Worked example — three recent charts from a mid-career analyst.

  1. Weekly ops summary for the team lead. Stakes: low (recurring, low-visibility). AI produced a stacked bar of tickets-by-status-by-team. I changed the title from «Ticket status» to «Weekly ticket volume, w/e 9 Aug» and shipped it. Role: bystander.

  2. Quarterly review deck slide for the VP. Stakes: high (visibility to leadership, informs next-quarter planning). AI produced a clustered column of revenue-by-quarter-by-product-family. I asked for a plan-variance chart instead, sorted ascending, with the underperforming product families highlighted. I re-annotated the callouts against the BRD. Role: director.

  3. One-page executive summary for the CFO on Q3 spend. Stakes: high (single-page, single-decision, one-shot artifact). AI produced a table and a treemap. I rejected both, wrote the Big Idea in one sentence, chose the chart family myself (a slope graph of budgeted vs actual per cost centre), and iterated the chart from the Big Idea forward. Role: author.
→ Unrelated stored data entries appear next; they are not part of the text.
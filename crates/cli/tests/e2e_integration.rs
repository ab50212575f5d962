//! End-to-end tests: room file on disk → agents → ticks → exported transcript.
//!
//! Backends are scripted, so nothing here touches the network.

use std::path::Path;
use std::process::Command;
use std::sync::Arc;

use agora_agent::testing::{ScriptedProvider, tool_response};
use agora_agent::{LlmHandle, build_agent};
use agora_config::RoomConfig;
use agora_core::ChatRoom;
use agora_room::Agorama;

const ROOM: &str = r#"
name: Harbour
agents:
  - name: poet
    model_reference: openai/gpt-4o-mini
    system_prompt: Answer in one line.
  - name: critic
    model_reference: openai/gpt-4o-mini
    kind: reasoning
  - name: archivist
    model_reference: openai/gpt-4o-mini
    kind: memory
initial_state:
  - text: Write something about the sea.
    author: User
    created_at: "2024-05-01T10:00:00Z"
"#;

fn write_room(dir: &Path) -> std::path::PathBuf {
    let path = dir.join("room.yaml");
    std::fs::write(&path, ROOM).unwrap();
    path
}

/// Assemble the room from its file with one scripted backend per agent.
fn scripted_room(config: &RoomConfig, scripts: Vec<Arc<ScriptedProvider>>) -> Agorama {
    let mut log = ChatRoom::new(&config.name);
    for message in config.initial_messages() {
        log.append(message);
    }

    let mut room = Agorama::with_log(log);
    for (spec, provider) in config.agents.iter().zip(scripts) {
        room.add_agent(build_agent(spec, LlmHandle::new(provider, "scripted")))
            .unwrap();
    }
    room
}

#[tokio::test]
async fn room_file_to_exported_transcript() {
    let dir = tempfile::tempdir().unwrap();
    let config = RoomConfig::load(&write_room(dir.path())).unwrap();

    let poet = Arc::new(ScriptedProvider::texts(&["The tide keeps time.", "Salt on every line."]));
    let critic = Arc::new(ScriptedProvider::texts(&["no", "yes", "Derivative."]));
    let archivist = Arc::new(ScriptedProvider::new(vec![
        Ok(tool_response("store", serde_json::json!({"key": "topic", "value": "the sea"}))),
        Ok(agora_agent::testing::text_response(r#"{"key_list": ["topic"]}"#)),
        Ok(tool_response("noop", serde_json::json!({}))),
    ]));
    let mut room = scripted_room(&config, vec![poet.clone(), critic.clone(), archivist.clone()]);

    let reports = room.run(2).await;
    assert_eq!(reports[0].appended, 1);
    assert_eq!(reports[1].appended, 2);
    assert_eq!(poet.call_count(), 2);
    assert_eq!(critic.call_count(), 3);
    assert_eq!(archivist.call_count(), 3);

    let transcript = room.log().render();
    assert!(transcript.starts_with("User: Write something about the sea.\npoet: The tide keeps time."));
    assert!(transcript.contains("critic: Derivative."));

    let export = dir.path().join("export.yaml");
    room.log().save(&export).unwrap();
    let reloaded = ChatRoom::load(&export).unwrap();
    assert_eq!(reloaded.name(), "Harbour");
    assert_eq!(reloaded.messages(), room.log().messages());
}

fn agora() -> Command {
    Command::new(env!("CARGO_BIN_EXE_agora"))
}

#[test]
fn validate_reports_agents() {
    let dir = tempfile::tempdir().unwrap();
    let path = write_room(dir.path());

    let output = agora().arg("validate").arg(&path).output().unwrap();
    assert!(output.status.success());

    let stdout = String::from_utf8_lossy(&output.stdout);
    assert!(stdout.contains("Harbour"));
    assert!(stdout.contains("critic"));
    assert!(stdout.contains("gated"));
}

#[test]
fn missing_agents_aborts_naming_the_file() {
    let dir = tempfile::tempdir().unwrap();
    let path = dir.path().join("broken.yaml");
    std::fs::write(&path, "name: Empty\ninitial_state: []\n").unwrap();

    let output = agora().arg("run").arg(&path).output().unwrap();
    assert!(!output.status.success());

    let stderr = String::from_utf8_lossy(&output.stderr);
    assert!(stderr.contains("broken.yaml"));
    assert!(stderr.contains("agents"));
}

#[test]
fn malformed_room_file_is_fatal() {
    let dir = tempfile::tempdir().unwrap();
    let path = dir.path().join("bad.json");
    std::fs::write(&path, "{\"agents\": [").unwrap();

    let output = agora().arg("validate").arg(&path).output().unwrap();
    assert!(!output.status.success());
    assert!(String::from_utf8_lossy(&output.stderr).contains("bad.json"));
}

#[test]
fn init_then_validate() {
    let dir = tempfile::tempdir().unwrap();
    let path = dir.path().join("sample.yaml");

    assert!(agora().arg("init").arg(&path).status().unwrap().success());
    assert!(agora().arg("validate").arg(&path).status().unwrap().success());
}

#[test]
fn show_prints_exported_transcript() {
    let dir = tempfile::tempdir().unwrap();
    let export = dir.path().join("export.yaml");

    let mut room = ChatRoom::new("Archive");
    room.append(agora_core::ChatMessage::new("hello", "alice"));
    room.append(agora_core::ChatMessage::new("hi alice", "bob"));
    room.save(&export).unwrap();

    let output = agora().arg("show").arg(&export).output().unwrap();
    assert!(output.status.success());
    let stdout = String::from_utf8_lossy(&output.stdout);
    assert!(stdout.contains("Archive (2 messages)"));
    assert!(stdout.contains("alice: hello\nbob: hi alice"));
}
//! Message domain types.
//!
//! A `ChatMessage` is what agents post to the shared room. A `PromptMessage`
//! is what gets sent to a completion backend: the same text seen from one
//! agent's perspective, tagged with a role.

use chrono::{DateTime, Utc};
use serde::{Deserialize, Serialize};
use std::sync::atomic::{AtomicI64, Ordering};

/// Last timestamp handed out, in nanoseconds since the epoch.
static LAST_STAMP: AtomicI64 = AtomicI64::new(i64::MIN);

/// Current UTC time, clamped so successive calls never go backwards.
///
/// The wall clock can step back (NTP adjustments); message ordering relies on
/// `created_at` alone, so stamps are made non-decreasing process-wide.
pub fn monotonic_now() -> DateTime<Utc> {
    let now = Utc::now();
    let Some(nanos) = now.timestamp_nanos_opt() else {
        return now;
    };
    let prev = LAST_STAMP.fetch_max(nanos, Ordering::SeqCst);
    if prev > nanos {
        DateTime::from_timestamp_nanos(prev)
    } else {
        now
    }
}

/// A single immutable message in a chat room.
#[derive(Debug, Clone, PartialEq, Eq, Serialize, Deserialize)]
pub struct ChatMessage {
    /// The text content. Empty text means "no response this tick".
    #[serde(alias = "message")]
    text: String,

    /// Name of whoever posted it (an agent or an external participant)
    #[serde(alias = "created_by")]
    author: String,

    /// Assigned at creation, never mutated; the sole ordering key
    created_at: DateTime<Utc>,
}

impl ChatMessage {
    /// Create a message stamped with the current time.
    pub fn new(text: impl Into<String>, author: impl Into<String>) -> Self {
        Self::at(text, author, monotonic_now())
    }

    /// Create a message with an explicit timestamp (loading, tests).
    pub fn at(text: impl Into<String>, author: impl Into<String>, created_at: DateTime<Utc>) -> Self {
        Self {
            text: text.into(),
            author: author.into(),
            created_at,
        }
    }

    /// The empty message an agent returns when it has nothing to say.
    pub fn silent(author: impl Into<String>) -> Self {
        Self::new(String::new(), author)
    }

    pub fn text(&self) -> &str {
        &self.text
    }

    pub fn author(&self) -> &str {
        &self.author
    }

    pub fn created_at(&self) -> DateTime<Utc> {
        self.created_at
    }

    /// Whether this message carries no observable output.
    pub fn is_empty(&self) -> bool {
        self.text.is_empty()
    }

    /// View this message from `perspective`'s point of view: its own messages
    /// are `assistant` turns, everyone else's are `user` turns.
    pub fn to_prompt(&self, perspective: &str) -> PromptMessage {
        if self.author == perspective {
            PromptMessage::assistant(&self.text)
        } else {
            PromptMessage::user(&self.text)
        }
    }
}

impl std::fmt::Display for ChatMessage {
    fn fmt(&self, f: &mut std::fmt::Formatter<'_>) -> std::fmt::Result {
        write!(f, "{}: {}", self.author, self.text)
    }
}

/// The role of a prompt message sent to a completion backend.
#[derive(Debug, Clone, Copy, PartialEq, Eq, Serialize, Deserialize)]
#[serde(rename_all = "lowercase")]
pub enum Role {
    /// System instructions
    System,
    /// Anyone other than the agent being prompted
    User,
    /// The agent being prompted
    Assistant,
}

impl Role {
    pub fn as_str(&self) -> &'static str {
        match self {
            Role::System => "system",
            Role::User => "user",
            Role::Assistant => "assistant",
        }
    }
}

/// One `{role, content}` entry of a completion request.
#[derive(Debug, Clone, PartialEq, Eq, Serialize, Deserialize)]
pub struct PromptMessage {
    pub role: Role,
    pub content: String,
}

impl PromptMessage {
    pub fn system(content: impl Into<String>) -> Self {
        Self {
            role: Role::System,
            content: content.into(),
        }
    }

    pub fn user(content: impl Into<String>) -> Self {
        Self {
            role: Role::User,
            content: content.into(),
        }
    }

    pub fn assistant(content: impl Into<String>) -> Self {
        Self {
            role: Role::Assistant,
            content: content.into(),
        }
    }
}
//! Agora CLI — the main entry point.
//!
//! Commands:
//! - `run`      — Assemble a room from a file and run ticks
//! - `show`     — Print the transcript of an exported room
//! - `validate` — Check a room file without running it
//! - `init`     — Write a sample room file

use std::path::PathBuf;
use clap::{Parser, Subcommand};

mod commands;

#[derive(Parser)]
#[command(
    name = "agora",
    about = "Agora — a chat room shared by autonomous LLM agents",
    version,
    author
)]
struct Cli {
    #[command(subcommand)]
    command: Commands,

    /// Enable verbose logging
    #[arg(short, long, global = true)]
    verbose: bool,
}

#[derive(Subcommand)]
enum Commands {
    /// Run a room for a number of ticks
    Run {
        /// Room file (.yaml, .yml, .json or .toml)
        room: PathBuf,

        /// How many ticks to run
        #[arg(short, long, default_value_t = 1)]
        ticks: usize,

        /// Pause between ticks in milliseconds (overrides config)
        #[arg(long, env = "AGORA_TICK_DELAY_MS")]
        delay_ms: Option<u64>,

        /// Save the resulting room as YAML
        #[arg(short, long)]
        export: Option<PathBuf>,
    },

    /// Print the transcript of an exported room
    Show {
        /// Exported room document
        export: PathBuf,
    },

    /// Parse and validate a room file
    Validate {
        room: PathBuf,
    },

    /// Write a sample room file
    Init {
        #[arg(default_value = "room.yaml")]
        path: PathBuf,
    },
}

#[tokio::main]
async fn main() -> Result<(), Box<dyn std::error::Error>> {
    let cli = Cli::parse();

    // Initialize tracing
    let filter = if cli.verbose { "debug" } else { "info" };
    tracing_subscriber::fmt()
        .with_env_filter(
            tracing_subscriber::EnvFilter::try_from_default_env()
                .unwrap_or_else(|_| tracing_subscriber::EnvFilter::new(filter)),
        )
        .with_target(false)
        .with_writer(std::io::stderr)
        .init();

    match cli.command {
        Commands::Run {
            room,
            ticks,
            delay_ms,
            export,
        } => commands::run::run(&room, ticks, delay_ms, export.as_deref()).await?,
        Commands::Show { export } => commands::show::run(&export)?,
        Commands::Validate { room } => commands::validate::run(&room)?,
        Commands::Init { path } => commands::init::run(&path)?,
    }

    Ok(())
}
The pattern. The role scaled with the stakes: bystander on low-stakes recurring work, director on medium-visibility set-pieces, author on the highest-stakes single-shot artifacts. That is the correct calibration — the discipline should be heaviest where the cost of shipping the wrong chart is highest.

The failure mode to watch for. The dangerous pattern is bystander on high-stakes charts. If any of the three high-stakes rows had been bystander, the next chart cycle needs the same intervention Chapter 12 walks through: author the BRD before you open the AI surface, treat the AI’s first draft as one of several candidates rather than the starting point, and expect to spend most of the chart’s build time on the last twenty percent of decisions — the ones that make the chart defensible instead of merely presentable.

If the pattern is bystander across the board. The self-audit has surfaced the same finding Yuki’s session (Chapter 13) surfaces from a different angle: vibe-charting has become the default. The next chart cycle needs a rubric written before the first prompt, a verification prompt included in the loop, and a hard stop where you compare the shipped chart against the rubric before hitting send. Chapter 13’s diagnostics and Chapter 12’s defensibility test give you the vocabulary to run that stop.

Related on this site

About the three-tier Practice format

Each chapter of the book closes with a three-tier Practice block adapted from Cole Nussbaumer Knaflic's course-adoption pattern in Storytelling with Data: Let's Practice!: Practice with us (one worked problem with full solution in the book), Practice on your own (open problems whose solutions live here), and Practice at work (an open-ended prompt to apply the chapter's move to a live artifact). This page hosts the middle tier.